Al termine dell’incontro, Mons. Angelo Spina ha ringraziato i relatori, il Prof. Gino Fornaciari che ha parlato dei corpi mummificati dei santi e della loro importanza sia dal punto di vista religioso che scientifico, il presidente del Consiglio comunale di Ancona Simone Pizzi e il Vicario generale dell’Arcidiocesi don Luca Bottegoni che ha moderato l’incontro. «La via della fede e la via della scienza non si contrappongono – ha detto Mons. Angelo Spina – la fede e la ragione sono come due ali con le quali lo spirito umano s’innalza verso la contemplazione della verità. Una sola ala non permette di volare. La fede senza la ragione potrebbe cadere nella superstizione e la ragione senza la luce della fede resterebbe imprigionata in un arido razionalismo. I risultati, come ci sono stati presentati questa sera, ci aiutano ad avere più consapevolezza del grande dono che è stato fatto a questa città, di avere un santo che la protegge e veglia su tutti. Il corpo di un santo ci fa cogliere come la santità la puoi toccare con le mani, è a portata di mano ed è per tutti. Il volto più bello della Chiesa è la santità».
L’Arcivescovo ha ricordato anche che San Ciriaco «ci riporta alla Croce di Cristo in quanto, come testimoniano le fonti antiche, ha contribuito al ritrovamento della croce. Ad Ancona abbiamo il corpo di San Ciriaco, dono di Galla Palcidia, figlia di Teodosio, che ne fece dono alla città di Ancona, nel 418 d.C.. La storia del santo, come sappiamo, ci rimanda alle vicende vissute a Gerusalemme, all’anno 326-327 d. C., quando Elena, madre dell’imperatore Costantino era alla ricerca della vera Croce di Cristo.
Un certo Giuda, ebreo, sapeva dove era. Su invito pressante di Elena, Giuda svelò dove era nascosta la Croce, ci fu l’inventio Crucis. Giuda si convertì, si fece battezzare e prese il nome di Kuryakos, Ciriaco, che tradotto significa “del Signore”. Fu vescovo di Gerusalemme e non esitò ad affrontare il martirio per rendere testimonianza della sua fede nel 363, sotto l’imperatore Giuliano l’Apostata».
L’Arcivescovo ha sottolineato che «dobbiamo imparare a prendere sulle spalle la croce.

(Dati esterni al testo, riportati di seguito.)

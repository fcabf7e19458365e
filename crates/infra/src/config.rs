//! Runtime configuration loaded from `BENCHOPS_*` environment variables.

use std::path::PathBuf;
use std::str::FromStr;
use std::time::Duration;

use tracing::warn;

use benchops_observability::SloTargets;
use benchops_observability::alerts::DEFAULT_HISTORY_LIMIT;
use benchops_observability::logging::LogFormat;
use benchops_observability::metrics::DEFAULT_WINDOW_SECS;

use crate::jobs::{QueueConfig, RetryPolicy};

const PREFIX: &str = "BENCHOPS_";

/// Configuration error.
#[derive(Debug, Clone, PartialEq, thiserror::Error)]
pub enum ConfigError {
    #[error("{key}: cannot parse `{value}`: {reason}")]
    Parse {
        key: String,
        value: String,
        reason: String,
    },
    #[error("{key}: {reason}")]
    Invalid { key: String, reason: String },
}

/// Everything the service needs to start.
#[derive(Debug, Clone)]
pub struct OpsConfig {
    pub data_dir: PathBuf,
    pub manifest_path: PathBuf,
    pub queue: QueueConfig,
    pub metrics_window: Duration,
    pub slo_interval: Duration,
    pub alert_history_limit: usize,
    pub slo: SloTargets,
    pub log_format: LogFormat,
}

impl Default for OpsConfig {
    fn default() -> Self {
        Self {
            data_dir: PathBuf::from("./data"),
            manifest_path: PathBuf::from("./manifest.json"),
            queue: QueueConfig::default(),
            metrics_window: Duration::from_secs(DEFAULT_WINDOW_SECS),
            slo_interval: Duration::from_secs(30),
            alert_history_limit: DEFAULT_HISTORY_LIMIT,
            slo: SloTargets::default(),
            log_format: LogFormat::default(),
        }
    }
}

impl OpsConfig {
    /// Load from the process environment.
    pub fn from_env() -> Result<Self, ConfigError> {
        Self::from_lookup(|key| std::env::var(key).ok())
    }

    /// Load using `lookup` to resolve full variable names (`BENCHOPS_...`).
    /// Unset or blank variables fall back to defaults.
    pub fn from_lookup<F>(lookup: F) -> Result<Self, ConfigError>
    where
        F: Fn(&str) -> Option<String>,
    {
        let env = Lookup(lookup);
        let defaults = Self::default();

        let concurrency: usize = env.parse("CONCURRENCY", defaults.queue.concurrency)?;
        if concurrency == 0 {
            return Err(invalid("CONCURRENCY", "must be at least 1"));
        }
        let max_attempts: u32 = env.parse("MAX_ATTEMPTS", defaults.queue.retry.max_attempts)?;
        if max_attempts == 0 {
            return Err(invalid("MAX_ATTEMPTS", "must be at least 1"));
        }
        let base_retry_ms: u64 = env.parse("BASE_RETRY_MS", 1000)?;
        let timeout_ms: u64 = env.parse("JOB_TIMEOUT_MS", 600_000)?;

        let window_secs: u64 = env.parse("METRICS_WINDOW_SECS", DEFAULT_WINDOW_SECS)?;
        if window_secs == 0 {
            return Err(invalid("METRICS_WINDOW_SECS", "must be at least 1"));
        }
        let slo_interval_secs: u64 = env.parse("SLO_INTERVAL_SECS", 30)?;
        if slo_interval_secs == 0 {
            return Err(invalid("SLO_INTERVAL_SECS", "must be at least 1"));
        }

        let slo = SloTargets {
            api_availability_pct: env.parse_pct(
                "SLO_API_AVAILABILITY_PCT",
                defaults.slo.api_availability_pct,
            )?,
            api_latency_p95_ms: env
                .parse_non_negative("SLO_API_LATENCY_P95_MS", defaults.slo.api_latency_p95_ms)?,
            job_success_rate_pct: env.parse_pct(
                "SLO_JOB_SUCCESS_RATE_PCT",
                defaults.slo.job_success_rate_pct,
            )?,
            queue_wait_p95_ms: env
                .parse_non_negative("SLO_QUEUE_WAIT_P95_MS", defaults.slo.queue_wait_p95_ms)?,
        };

        let log_format = match env.get("LOG_FORMAT") {
            Some(raw) => raw.parse::<LogFormat>().map_err(|reason| ConfigError::Parse {
                key: key("LOG_FORMAT"),
                value: raw.clone(),
                reason,
            })?,
            None => defaults.log_format,
        };

        Ok(Self {
            data_dir: env.get("DATA_DIR").map_or(defaults.data_dir, PathBuf::from),
            manifest_path: env
                .get("MANIFEST")
                .map_or(defaults.manifest_path, PathBuf::from),
            queue: QueueConfig {
                concurrency,
                retry: RetryPolicy::exponential(max_attempts, Duration::from_millis(base_retry_ms)),
                job_timeout: (timeout_ms > 0).then(|| Duration::from_millis(timeout_ms)),
            },
            metrics_window: Duration::from_secs(window_secs),
            slo_interval: Duration::from_secs(slo_interval_secs),
            alert_history_limit: env.parse("ALERT_HISTORY_LIMIT", defaults.alert_history_limit)?,
            slo,
            log_format,
        })
    }

    /// Directory holding one JSON file per job.
    pub fn jobs_dir(&self) -> PathBuf {
        self.data_dir.join("jobs")
    }
}

fn key(name: &str) -> String {
    format!("{PREFIX}{name}")
}

fn invalid(name: &str, reason: &str) -> ConfigError {
    ConfigError::Invalid {
        key: key(name),
        reason: reason.to_string(),
    }
}

struct Lookup<F>(F);

impl<F> Lookup<F>
where
    F: Fn(&str) -> Option<String>,
{
    fn get(&self, name: &str) -> Option<String> {
        (self.0)(&key(name)).filter(|v| !v.trim().is_empty())
    }

    fn parse<T>(&self, name: &str, default: T) -> Result<T, ConfigError>
    where
        T: FromStr,
        T::Err: std::fmt::Display,
    {
        match self.get(name) {
            Some(raw) => raw.trim().parse().map_err(|e: T::Err| ConfigError::Parse {
                key: key(name),
                value: raw.clone(),
                reason: e.to_string(),
            }),
            None => Ok(default),
        }
    }

    fn parse_non_negative(&self, name: &str, default: f64) -> Result<f64, ConfigError> {
        let value: f64 = self.parse(name, default)?;
        if !value.is_finite() || value < 0.0 {
            return Err(invalid(name, "must be a non-negative number"));
        }
        Ok(value)
    }

    fn parse_pct(&self, name: &str, default: f64) -> Result<f64, ConfigError> {
        let value = self.parse_non_negative(name, default)?;
        if value > 100.0 {
            warn!(key = %key(name), value, "percentage target above 100 can never be met");
        }
        Ok(value)
    }
}
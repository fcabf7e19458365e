//! Logging, metrics, SLO evaluation and alerting (shared setup).

/// Logging configuration (filters, output format).
pub mod logging;

/// Rolling-window metrics collection and text export.
pub mod metrics;

/// Service-level objective evaluation.
pub mod slo;

/// Alert lifecycle driven by SLO evaluations.
pub mod alerts;

pub use alerts::{Alert, AlertManager, AlertStatus, AlertTransitions};
pub use metrics::{MetricsCollector, MetricsSummary, QueueSnapshot};
pub use slo::{Comparator, SloCheck, SloEvaluation, SloTargets, evaluate_slo};
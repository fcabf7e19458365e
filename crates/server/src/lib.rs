//! Service wiring: the long-lived ops context, the benchmark worker and the
//! line-oriented intake used by the `benchops` binary.

pub mod intake;
pub mod service;
pub mod worker;

pub use intake::{IntakeError, Submission, submit_line};
pub use service::OpsService;
pub use worker::{BENCHMARK_JOB_TYPE, BenchmarkWorker};
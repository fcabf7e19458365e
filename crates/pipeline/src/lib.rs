//! `benchops-pipeline`
//!
//! **Responsibility:** the unit of work behind a `benchmark` job.
//!
//! - Loads the asset manifest (cached by modification time)
//! - Selects and shards catalog entries
//! - Scores each entry against fixed budgets, concurrently per shard
//! - Aggregates a report
//!
//! Every failure is returned to the caller; retry decisions belong to the queue.

pub mod budget;
pub mod manifest;
pub mod pipeline;
pub mod request;
pub mod result;

pub use budget::{BudgetChecks, BudgetLevel, Budgets, EntryStatus, Threshold, budget_score};
pub use manifest::{CatalogEntry, Category, Manifest, ManifestCache};
pub use pipeline::{BenchmarkPipeline, partition_round_robin, score_entry, select_entries};
pub use request::{BenchmarkRequest, RunContext};
pub use result::{EntryScore, PipelineError, PipelineReport, ShardSummary};
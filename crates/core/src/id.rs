//! Strongly-typed identifiers.

use core::str::FromStr;
use serde::{Deserialize, Serialize};
use uuid::Uuid;

use crate::error::CoreError;

/// Identifier of a job record.
///
/// Uses UUIDv7, so ids sort by creation time. The string form doubles as the
/// on-disk file stem of the persisted record.
#[derive(Debug, Copy, Clone, PartialEq, Eq, PartialOrd, Ord, Hash, Serialize, Deserialize)]
#[serde(transparent)]
pub struct JobId(Uuid);

impl JobId {
    /// Create a new, time-ordered identifier.
    pub fn new() -> Self {
        Self(Uuid::now_v7())
    }

    pub fn from_uuid(uuid: Uuid) -> Self {
        Self(uuid)
    }

    pub fn as_uuid(&self) -> &Uuid {
        &self.0
    }
}

impl Default for JobId {
    fn default() -> Self {
        Self::new()
    }
}

impl core::fmt::Display for JobId {
    fn fmt(&self, f: &mut core::fmt::Formatter<'_>) -> core::fmt::Result {
        core::fmt::Display::fmt(&self.0, f)
    }
}

impl From<Uuid> for JobId {
    fn from(value: Uuid) -> Self {
        Self(value)
    }
}

impl From<JobId> for Uuid {
    fn from(value: JobId) -> Self {
        value.0
    }
}

impl FromStr for JobId {
    type Err = CoreError;

    fn from_str(s: &str) -> Result<Self, Self::Err> {
        let uuid = Uuid::from_str(s.trim())
            .map_err(|e| CoreError::invalid_id(format!("JobId: {e}")))?;
        Ok(Self(uuid))
    }
}

#[cfg(test)]
mod tests {
    use super::*;

    #[test]
    fn round_trips_through_display() {
        let id = JobId::new();
        let parsed: JobId = id.to_string().parse().unwrap();
        assert_eq!(parsed, id);
    }

    #[test]
    fn rejects_garbage() {
        let err = "not-a-uuid".parse::<JobId>().unwrap_err();
        assert!(matches!(err, CoreError::InvalidId(_)));
    }

    #[test]
    fn ids_are_time_ordered() {
        let a = JobId::new();
        let b = JobId::new();
        assert!(a < b);
    }
}
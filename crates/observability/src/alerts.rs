//! Alert lifecycle: open, update in place, resolve.
//!
//! One active alert per SLO check id. Every open prepends an entry to the
//! history; the entry mirrors later updates and the resolution of that alert.

use std::collections::{HashMap, VecDeque};
use std::sync::{Arc, PoisonError, RwLock};

use chrono::{DateTime, Utc};
use serde::{Deserialize, Serialize};
use tracing::{info, warn};

use benchops_core::{Clock, SystemClock};

use crate::slo::{SloCheck, SloEvaluation};

/// Default number of history entries retained.
pub const DEFAULT_HISTORY_LIMIT: usize = 500;

#[derive(Debug, Clone, Copy, PartialEq, Eq, Serialize, Deserialize)]
#[serde(rename_all = "snake_case")]
pub enum AlertStatus {
    Active,
    Resolved,
}

/// A breach of one SLO check.
#[derive(Debug, Clone, PartialEq, Serialize, Deserialize)]
pub struct Alert {
    /// Same as the check id.
    pub id: String,
    pub status: AlertStatus,
    pub message: String,
    pub metric: String,
    pub target: f64,
    pub actual: f64,
    pub started_at: DateTime<Utc>,
    pub updated_at: DateTime<Utc>,
    pub resolved_at: Option<DateTime<Utc>>,
}

impl Alert {
    fn open(check: &SloCheck, now: DateTime<Utc>) -> Self {
        Self {
            id: check.id.clone(),
            status: AlertStatus::Active,
            message: check.message.clone(),
            metric: check.metric.clone(),
            target: check.target,
            actual: check.observed,
            started_at: now,
            updated_at: now,
            resolved_at: None,
        }
    }

    fn is_same_incident(&self, other: &Alert) -> bool {
        self.id == other.id && self.started_at == other.started_at
    }
}

/// Ids touched by one reconciliation.
#[derive(Debug, Clone, Default, PartialEq, Eq)]
pub struct AlertTransitions {
    pub opened: Vec<String>,
    pub updated: Vec<String>,
    pub resolved: Vec<String>,
    pub dropped: Vec<String>,
}

impl AlertTransitions {
    pub fn is_empty(&self) -> bool {
        self.opened.is_empty()
            && self.updated.is_empty()
            && self.resolved.is_empty()
            && self.dropped.is_empty()
    }
}

#[derive(Debug, Default)]
struct AlertState {
    active: HashMap<String, Alert>,
    /// Newest first.
    history: VecDeque<Alert>,
}

impl AlertState {
    fn mirror(&mut self, alert: &Alert) {
        if let Some(entry) = self.history.iter_mut().find(|h| h.is_same_incident(alert)) {
            *entry = alert.clone();
        }
    }
}

/// In-memory alert tracker. State lives for the process lifetime only.
pub struct AlertManager {
    clock: Arc<dyn Clock>,
    history_limit: usize,
    state: RwLock<AlertState>,
}

impl std::fmt::Debug for AlertManager {
    fn fmt(&self, f: &mut std::fmt::Formatter<'_>) -> std::fmt::Result {
        f.debug_struct("AlertManager")
            .field("history_limit", &self.history_limit)
            .finish_non_exhaustive()
    }
}

impl Default for AlertManager {
    fn default() -> Self {
        Self::new(Arc::new(SystemClock))
    }
}

impl AlertManager {
    pub fn new(clock: Arc<dyn Clock>) -> Self {
        Self {
            clock,
            history_limit: DEFAULT_HISTORY_LIMIT,
            state: RwLock::new(AlertState::default()),
        }
    }

    /// Cap the number of history entries kept (oldest are evicted). Minimum 1.
    pub fn with_history_limit(mut self, limit: usize) -> Self {
        self.history_limit = limit.max(1);
        self
    }

    /// Apply a fresh evaluation to the active set.
    pub fn reconcile(&self, evaluation: &SloEvaluation) -> AlertTransitions {
        let now = self.clock.now();
        let mut transitions = AlertTransitions::default();
        let mut state = self.state.write().unwrap_or_else(PoisonError::into_inner);

        for check in &evaluation.checks {
            match (check.passed, state.active.contains_key(&check.id)) {
                (false, false) => {
                    let alert = Alert::open(check, now);
                    warn!(
                        alert_id = %alert.id,
                        metric = %alert.metric,
                        target = alert.target,
                        actual = alert.actual,
                        "alert opened"
                    );
                    state.history.push_front(alert.clone());
                    state.history.truncate(self.history_limit);
                    state.active.insert(alert.id.clone(), alert);
                    transitions.opened.push(check.id.clone());
                }
                (false, true) => {
                    let updated = state.active.get_mut(&check.id).map(|alert| {
                        alert.actual = check.observed;
                        alert.message = check.message.clone();
                        alert.updated_at = now;
                        alert.clone()
                    });
                    if let Some(alert) = updated {
                        state.mirror(&alert);
                    }
                    transitions.updated.push(check.id.clone());
                }
                (true, true) => {
                    if let Some(mut alert) = state.active.remove(&check.id) {
                        alert.status = AlertStatus::Resolved;
                        alert.actual = check.observed;
                        alert.updated_at = now;
                        alert.resolved_at = Some(now);
                        info!(alert_id = %alert.id, actual = alert.actual, "alert resolved");
                        state.mirror(&alert);
                    }
                    transitions.resolved.push(check.id.clone());
                }
                (true, false) => {}
            }
        }

        let stale: Vec<String> = state
            .active
            .keys()
            .filter(|id| !evaluation.checks.iter().any(|c| &c.id == *id))
            .cloned()
            .collect();
        for id in stale {
            if let Some(mut alert) = state.active.remove(&id) {
                warn!(alert_id = %id, "dropping alert for check missing from evaluation");
                alert.status = AlertStatus::Resolved;
                alert.updated_at = now;
                alert.resolved_at = Some(now);
                state.mirror(&alert);
            }
            transitions.dropped.push(id);
        }

        transitions
    }

    /// Active alerts ordered by start time, oldest first.
    pub fn active(&self) -> Vec<Alert> {
        let state = self.state.read().unwrap_or_else(PoisonError::into_inner);
        let mut alerts: Vec<Alert> = state.active.values().cloned().collect();
        alerts.sort_by(|a, b| a.started_at.cmp(&b.started_at).then_with(|| a.id.cmp(&b.id)));
        alerts
    }

    /// The `limit` most recently opened alerts, newest first.
    pub fn history(&self, limit: usize) -> Vec<Alert> {
        let state = self.state.read().unwrap_or_else(PoisonError::into_inner);
        state.history.iter().take(limit).cloned().collect()
    }

    pub fn history_len(&self) -> usize {
        self.state
            .read()
            .unwrap_or_else(PoisonError::into_inner)
            .history
            .len()
    }
}
//! Nearest-rank percentile estimation.

/// Percentile `p` (0-100) of `values` using nearest rank without interpolation.
///
/// The values are sorted ascending and the element at `floor(p/100 * n)` is
/// returned, clamped to the last index. An empty set yields `0.0`.
pub fn percentile(values: &[f64], p: f64) -> f64 {
    if values.is_empty() {
        return 0.0;
    }

    let mut sorted = values.to_vec();
    sorted.sort_by(|a, b| a.total_cmp(b));

    let rank = ((p / 100.0) * sorted.len() as f64).floor();
    // `as usize` saturates negative and NaN ranks to 0.
    let idx = (rank as usize).min(sorted.len() - 1);
    sorted[idx]
}

/// 95th percentile.
pub fn p95(values: &[f64]) -> f64 {
    percentile(values, 95.0)
}

#[cfg(test)]
mod tests {
    use super::*;
    use proptest::prelude::*;

    #[test]
    fn empty_set_is_zero() {
        assert_eq!(p95(&[]), 0.0);
    }

    #[test]
    fn single_sample_is_itself() {
        assert_eq!(p95(&[42.5]), 42.5);
    }

    #[test]
    fn nearest_rank_without_interpolation() {
        let values: Vec<f64> = (1..=20).map(f64::from).collect();
        // floor(0.95 * 20) = 19 -> last element
        assert_eq!(p95(&values), 20.0);
        // floor(0.5 * 20) = 10 -> 11th smallest
        assert_eq!(percentile(&values, 50.0), 11.0);
        assert_eq!(percentile(&values, 0.0), 1.0);
        assert_eq!(percentile(&values, 100.0), 20.0);
    }

    #[test]
    fn input_order_does_not_matter() {
        let values = [9.0, 1.0, 5.0, 3.0, 7.0];
        assert_eq!(percentile(&values, 40.0), 5.0);
    }

    proptest! {
        #![proptest_config(ProptestConfig {
            cases: 256,
            ..ProptestConfig::default()
        })]

        /// Property: the percentile is always one of the observed samples.
        #[test]
        fn percentile_is_a_member(
            values in prop::collection::vec(0.0f64..10_000.0, 1..200),
            p in 0.0f64..=100.0,
        ) {
            let v = percentile(&values, p);
            prop_assert!(values.contains(&v));
        }

        /// Property: raising p never lowers the result.
        #[test]
        fn percentile_is_monotonic_in_p(
            values in prop::collection::vec(0.0f64..10_000.0, 1..200),
            a in 0.0f64..=100.0,
            b in 0.0f64..=100.0,
        ) {
            let (lo, hi) = if a <= b { (a, b) } else { (b, a) };
            prop_assert!(percentile(&values, lo) <= percentile(&values, hi));
        }
    }
}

Purtroppo ne abbiamo una visione pesante e dolorifica, dobbiamo quindi sostituire la parola “croce” con la parola “amore“. Gesù ci dice: “Se qualcuno vuol venire con me, prenda su di sé il giogo dell’amore, tutto l’amore di cui è capace e mi segua”. L’amore ha un prezzo, dove metti il tuo cuore là troverai anche le tue spine, le tue ferite, ma l’esito finale è trovare vita, quella cosa che tutti gli uomini cercano: la fioritura della vita. Perdere per trovare: questa è la fisica dell’amore. Se dai ti arricchisci, se trattieni ti impoverisci. Noi siamo ricchi solo di ciò che abbiamo donato.
San Ciriaco è ricco perché ha donato tutta la vita a Dio e ci ha dato una testimonianza di come si ama. Andando incontro al martirio, subendo una morte violenta, ha portato nel suo cuore la convinzione: “Signore Gesù tu sulla croce mi hai amato da morire e io sono pronto a morire per Te, per dirti che ti amo”. È la testimonianza alta di un candido fiore, bagnato nel sangue del martirio, come quella di tanti martiri della storia e del nostro tempo».